Thursday, December 17, 2009

sticking it to big gouda: part 2

I've already made it into something that's not Gouda, I fear, because the milk was getting too cold while it was ripening, so I turned up the heat on the roaster oven, but then my piano student got here and I forgot about it until the milk was at 108* instead of 90*, whoops. But it will be an interesting experiment all the same.

After the started has been added and the milk has ripened it sort of looks like yogurt. You let it sit until it breaks cleanly.

Then you cut it into 1/2 inch pieces.

Curds and whey.

After draining off all the whey.

Curds smooshed into the cheese press. You want to work fairly quickly so they don't lose too much heat.

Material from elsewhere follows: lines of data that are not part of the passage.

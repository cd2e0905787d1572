//! Translation of runtime-only values between a live world and a file.
//!
//! Entities, blob references and weak asset references never reach a file in
//! their live form. Capture maps entities to dense indices, blob references to
//! offsets into one blob batch and weak references to 1-based indices into a
//! side table. Restore maps them back.

use bytemuck::Pod;
use dots_ecs::{
    Archetype, BLOB_HEADER_SIZE, BlobAssetReference, BlobStore, CHUNK_HEADER_SIZE, Entity, FieldLayout, ObjectError,
    ObjectResult, ReadRelocator, WeakAssetRef, World, WriteRelocator,
};
use rustc_hash::FxHashMap;

use crate::{SerializationError, SerializationResult};

/// Serialized value of a null blob reference.
pub const NULL_BLOB_OFFSET: i64 = -1;

/// Applied to raw component fields inside chunk or shared memory.
pub(crate) trait FieldRelocator {
    fn entity_field(&mut self, entity: Entity) -> SerializationResult<Entity>;
    fn blob_field(&mut self, raw: u64) -> SerializationResult<u64>;
    fn weak_field(&mut self, asset: WeakAssetRef) -> SerializationResult<WeakAssetRef>;
}

fn field_mut(element: &mut [u8], offset: u32, len: usize) -> SerializationResult<&mut [u8]> {
    let start = offset as usize;
    let element_len = element.len();
    element.get_mut(start..start + len).ok_or_else(|| {
        SerializationError::Corrupt(format!(
            "field at offset {offset} overruns a {}-byte element",
            element_len
        ))
    })
}

fn rewrite<T: Pod>(
    element: &mut [u8],
    offset: u32,
    map: impl FnOnce(T) -> SerializationResult<T>,
) -> SerializationResult<()> {
    let field = field_mut(element, offset, size_of::<T>())?;
    let value = map(bytemuck::pod_read_unaligned(field))?;
    field.copy_from_slice(bytemuck::bytes_of(&value));
    Ok(())
}

/// Run every relocatable field of one element through `relocator`.
pub(crate) fn patch_fields(
    element: &mut [u8],
    fields: &FieldLayout,
    relocator: &mut impl FieldRelocator,
) -> SerializationResult<()> {
    for &offset in &fields.entities {
        rewrite(element, offset, |entity: Entity| relocator.entity_field(entity))?;
    }
    for &offset in &fields.blobs {
        rewrite(element, offset, |raw: u64| relocator.blob_field(raw))?;
    }
    for &offset in &fields.weak_assets {
        rewrite(element, offset, |asset: WeakAssetRef| relocator.weak_field(asset))?;
    }
    Ok(())
}

/// Entities in the first `count` rows of a chunk's entity column.
pub(crate) fn chunk_entities(memory: &[u8], count: u32) -> impl Iterator<Item = Entity> + '_ {
    memory
        .get(CHUNK_HEADER_SIZE..)
        .unwrap_or_default()
        .chunks_exact(Entity::SIZE)
        .take(count as usize)
        .map(bytemuck::pod_read_unaligned)
}

/// Live entity to file entity, assigned densely in archetype, chunk and row
/// order with version 1.
#[derive(Debug, Default)]
pub(crate) struct EntityRemap {
    map: FxHashMap<Entity, Entity>,
}

impl EntityRemap {
    pub(crate) fn build(world: &World, archetypes: &[&Archetype]) -> Self {
        let mut map = FxHashMap::default();
        for archetype in archetypes {
            for chunk in archetype.chunks() {
                for entity in chunk_entities(world.chunk_memory(chunk), chunk.count()) {
                    let next = Entity::new(map.len() as u32, 1);
                    map.insert(entity, next);
                }
            }
        }
        Self { map }
    }

    /// The file entity, or null for an entity that is not being written.
    pub(crate) fn get(&self, entity: Entity) -> Entity {
        self.map.get(&entity).copied().unwrap_or(Entity::NULL)
    }

    pub(crate) fn len(&self) -> usize {
        self.map.len()
    }
}

/// Collects every reachable blob into one batch.
pub(crate) struct BlobCollector<'w> {
    store: &'w BlobStore,
    offsets: FxHashMap<u64, i64>,
    batch: Vec<u8>,
}

impl<'w> BlobCollector<'w> {
    pub(crate) fn new(store: &'w BlobStore) -> Self {
        Self {
            store,
            offsets: FxHashMap::default(),
            batch: Vec::new(),
        }
    }

    /// Batch offset of the blob's record, appending it on first sight.
    pub(crate) fn offset_of(&mut self, blob: BlobAssetReference) -> ObjectResult<i64> {
        if blob.is_null() {
            return Ok(NULL_BLOB_OFFSET);
        }
        if let Some(&offset) = self.offsets.get(&blob.ptr) {
            return Ok(offset);
        }
        let record = self.store.record(blob).ok_or(ObjectError::UnknownBlob(blob.ptr))?;
        let offset = self.batch.len() as i64;
        self.batch.extend_from_slice(record);
        self.offsets.insert(blob.ptr, offset);
        Ok(offset)
    }

    pub(crate) fn blob_count(&self) -> usize {
        self.offsets.len()
    }

    pub(crate) fn into_batch(self) -> Vec<u8> {
        self.batch
    }
}

/// Distinct weak asset references, returned to the caller after capture.
#[derive(Debug, Default)]
pub(crate) struct WeakAssetTable {
    indices: FxHashMap<WeakAssetRef, i32>,
    refs: Vec<WeakAssetRef>,
}

impl WeakAssetTable {
    pub(crate) fn index_of(&mut self, asset: WeakAssetRef) -> i32 {
        if asset.is_null() {
            return 0;
        }
        *self.indices.entry(asset).or_insert_with(|| {
            self.refs.push(asset);
            self.refs.len() as i32
        })
    }

    pub(crate) fn into_refs(self) -> Vec<WeakAssetRef> {
        self.refs
    }
}

/// Relocator used while a world is written.
pub(crate) struct CaptureRelocator<'a, 'w> {
    pub(crate) entities: &'a EntityRemap,
    pub(crate) blobs: &'a mut BlobCollector<'w>,
    pub(crate) weak_assets: &'a mut WeakAssetTable,
}

impl WriteRelocator for CaptureRelocator<'_, '_> {
    fn entity(&mut self, entity: Entity) -> ObjectResult<Entity> {
        Ok(self.entities.get(entity))
    }

    fn blob(&mut self, blob: BlobAssetReference) -> ObjectResult<i64> {
        self.blobs.offset_of(blob)
    }

    fn weak_asset(&mut self, asset: WeakAssetRef) -> ObjectResult<i32> {
        Ok(self.weak_assets.index_of(asset))
    }
}

impl FieldRelocator for CaptureRelocator<'_, '_> {
    fn entity_field(&mut self, entity: Entity) -> SerializationResult<Entity> {
        Ok(self.entities.get(entity))
    }

    fn blob_field(&mut self, raw: u64) -> SerializationResult<u64> {
        let offset = self.blobs.offset_of(BlobAssetReference { ptr: raw })?;
        Ok(offset as u64)
    }

    fn weak_field(&mut self, asset: WeakAssetRef) -> SerializationResult<WeakAssetRef> {
        Ok(WeakAssetRef::new(self.weak_assets.index_of(asset) as u64, 0))
    }
}

/// Relocator used while a world is read.
///
/// Entities were written as final dense indices and pass through unchanged.
pub(crate) struct RestoreRelocator<'a> {
    pub(crate) blob_base: u64,
    pub(crate) blob_len: usize,
    pub(crate) referenced: &'a [WeakAssetRef],
}

impl RestoreRelocator<'_> {
    fn weak(&self, index: u64) -> Option<WeakAssetRef> {
        match index {
            0 => Some(WeakAssetRef::NULL),
            n => self.referenced.get(usize::try_from(n - 1).ok()?).copied(),
        }
    }
}

impl ReadRelocator for RestoreRelocator<'_> {
    fn entity(&mut self, entity: Entity) -> ObjectResult<Entity> {
        Ok(entity)
    }

    fn blob(&mut self, offset: i64) -> ObjectResult<BlobAssetReference> {
        if offset == NULL_BLOB_OFFSET {
            return Ok(BlobAssetReference::NULL);
        }
        let start = usize::try_from(offset).map_err(|_| ObjectError::BlobOffsetOutOfRange(offset))?;
        if start + BLOB_HEADER_SIZE > self.blob_len {
            return Err(ObjectError::BlobOffsetOutOfRange(offset));
        }
        Ok(BlobAssetReference {
            ptr: self.blob_base + start as u64 + BLOB_HEADER_SIZE as u64,
        })
    }

    fn weak_asset(&mut self, index: i32) -> ObjectResult<WeakAssetRef> {
        u64::try_from(index)
            .ok()
            .and_then(|i| self.weak(i))
            .ok_or(ObjectError::WeakAssetOutOfRange {
                index,
                len: self.referenced.len(),
            })
    }
}

impl FieldRelocator for RestoreRelocator<'_> {
    fn entity_field(&mut self, entity: Entity) -> SerializationResult<Entity> {
        Ok(entity)
    }

    fn blob_field(&mut self, raw: u64) -> SerializationResult<u64> {
        Ok(self.blob(raw as i64)?.ptr)
    }

    fn weak_field(&mut self, asset: WeakAssetRef) -> SerializationResult<WeakAssetRef> {
        self.weak(asset.lo).ok_or(SerializationError::WeakAssetOutOfRange {
            index: asset.lo,
            len: self.referenced.len(),
        })
    }
}

#[cfg(test)]
mod tests {
    use dots_ecs::encode_blob_record;
    use smallvec::smallvec;

    use super::*;

    struct Offset(u32);

    impl FieldRelocator for Offset {
        fn entity_field(&mut self, entity: Entity) -> SerializationResult<Entity> {
            Ok(Entity::new(entity.index() + self.0, entity.version()))
        }

        fn blob_field(&mut self, raw: u64) -> SerializationResult<u64> {
            Ok(raw * 2)
        }

        fn weak_field(&mut self, asset: WeakAssetRef) -> SerializationResult<WeakAssetRef> {
            Ok(WeakAssetRef::new(asset.hi, asset.lo))
        }
    }

    #[test]
    fn test_patch_fields() {
        let fields = FieldLayout {
            entities: smallvec![0],
            blobs: smallvec![8],
            weak_assets: smallvec![16],
        };

        let mut element = vec![0u8; 40];
        element[..8].copy_from_slice(bytemuck::bytes_of(&Entity::new(3, 2)));
        element[8..16].copy_from_slice(&21u64.to_le_bytes());
        element[16..32].copy_from_slice(bytemuck::bytes_of(&WeakAssetRef::new(1, 9)));

        patch_fields(&mut element, &fields, &mut Offset(10)).unwrap();
        assert_eq!(
            bytemuck::pod_read_unaligned::<Entity>(&element[..8]),
            Entity::new(13, 2)
        );
        assert_eq!(u64::from_le_bytes(element[8..16].try_into().unwrap()), 42);
        assert_eq!(
            bytemuck::pod_read_unaligned::<WeakAssetRef>(&element[16..32]),
            WeakAssetRef::new(9, 1)
        );
    }

    #[test]
    fn test_field_out_of_bounds() {
        let fields = FieldLayout {
            entities: smallvec![0],
            ..FieldLayout::default()
        };
        let mut element = vec![0u8; 4];
        assert!(matches!(
            patch_fields(&mut element, &fields, &mut Offset(0)),
            Err(SerializationError::Corrupt(_))
        ));
    }

    #[test]
    fn test_blob_collector_dedupes() {
        let mut store = BlobStore::new();
        let (_, a) = store.create(b"first blob");
        let (_, b) = store.create(&[7; 3]);

        let mut blobs = BlobCollector::new(&store);
        assert_eq!(blobs.offset_of(BlobAssetReference::NULL).unwrap(), NULL_BLOB_OFFSET);
        assert_eq!(blobs.offset_of(a).unwrap(), 0);
        let second = blobs.offset_of(b).unwrap();
        assert_eq!(second, encode_blob_record(b"first blob").len() as i64);
        assert_eq!(blobs.offset_of(a).unwrap(), 0);
        assert_eq!(blobs.blob_count(), 2);
        assert!(matches!(
            blobs.offset_of(BlobAssetReference { ptr: 3 }),
            Err(ObjectError::UnknownBlob(3))
        ));

        let batch = blobs.into_batch();
        let mut loaded = BlobStore::new();
        let (_, base) = loaded.insert_batch(batch.clone());
        let mut restore = RestoreRelocator {
            blob_base: base,
            blob_len: batch.len(),
            referenced: &[],
        };
        let b_again = restore.blob(second).unwrap();
        assert_eq!(loaded.data(b_again), Some(&[7u8; 3][..]));
        assert!(restore.blob(-1).unwrap().is_null());
        assert!(restore.blob(batch.len() as i64).is_err());
    }

    #[test]
    fn test_weak_asset_indices() {
        let mut table = WeakAssetTable::default();
        let x = WeakAssetRef::new(5, 5);
        let y = WeakAssetRef::new(6, 0);
        assert_eq!(table.index_of(WeakAssetRef::NULL), 0);
        assert_eq!(table.index_of(x), 1);
        assert_eq!(table.index_of(y), 2);
        assert_eq!(table.index_of(x), 1);
        let refs = table.into_refs();

        let mut restore = RestoreRelocator {
            blob_base: 0,
            blob_len: 0,
            referenced: &refs,
        };
        assert_eq!(restore.weak_asset(2).unwrap(), y);
        assert_eq!(restore.weak_field(WeakAssetRef::new(1, 0)).unwrap(), x);
        assert!(restore.weak_asset(3).is_err());
        assert!(matches!(
            restore.weak_field(WeakAssetRef::new(9, 0)),
            Err(SerializationError::WeakAssetOutOfRange { index: 9, len: 2 })
        ));
    }
}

Cheese press packed wrongly. I forgot what to do with all the extra globs of cheesecloth.

After it has been pressed for 20 minutes you take it out, undress it, flip it, redress it, and put it back in upside-down, which greatly resembles putting toothpaste back in the tube.

Twelve hours later it looks like this.

I don't want a honking great lump of Gouda, so I cut it into thirds. This way I can crack one open in three months to make sure it's not poisonous and still have some left to age for nine months, because aged Gouda is a precious jewel.

I wrapped each of them individually like little cake mummies.

Back to the press.

And now they get to be pressed for another twelve hours.

I'm nervous. It's so long to wait before you know if you're an idiot or not. I'll brine them when I get home tonight. It will be cheese of some kind, I am sure, but I don't know that it will be especially tasty.


tipsybaker said...

How long have you had a cheese press? I am impressed and jealous.
Now I want to go buy some aged gouda.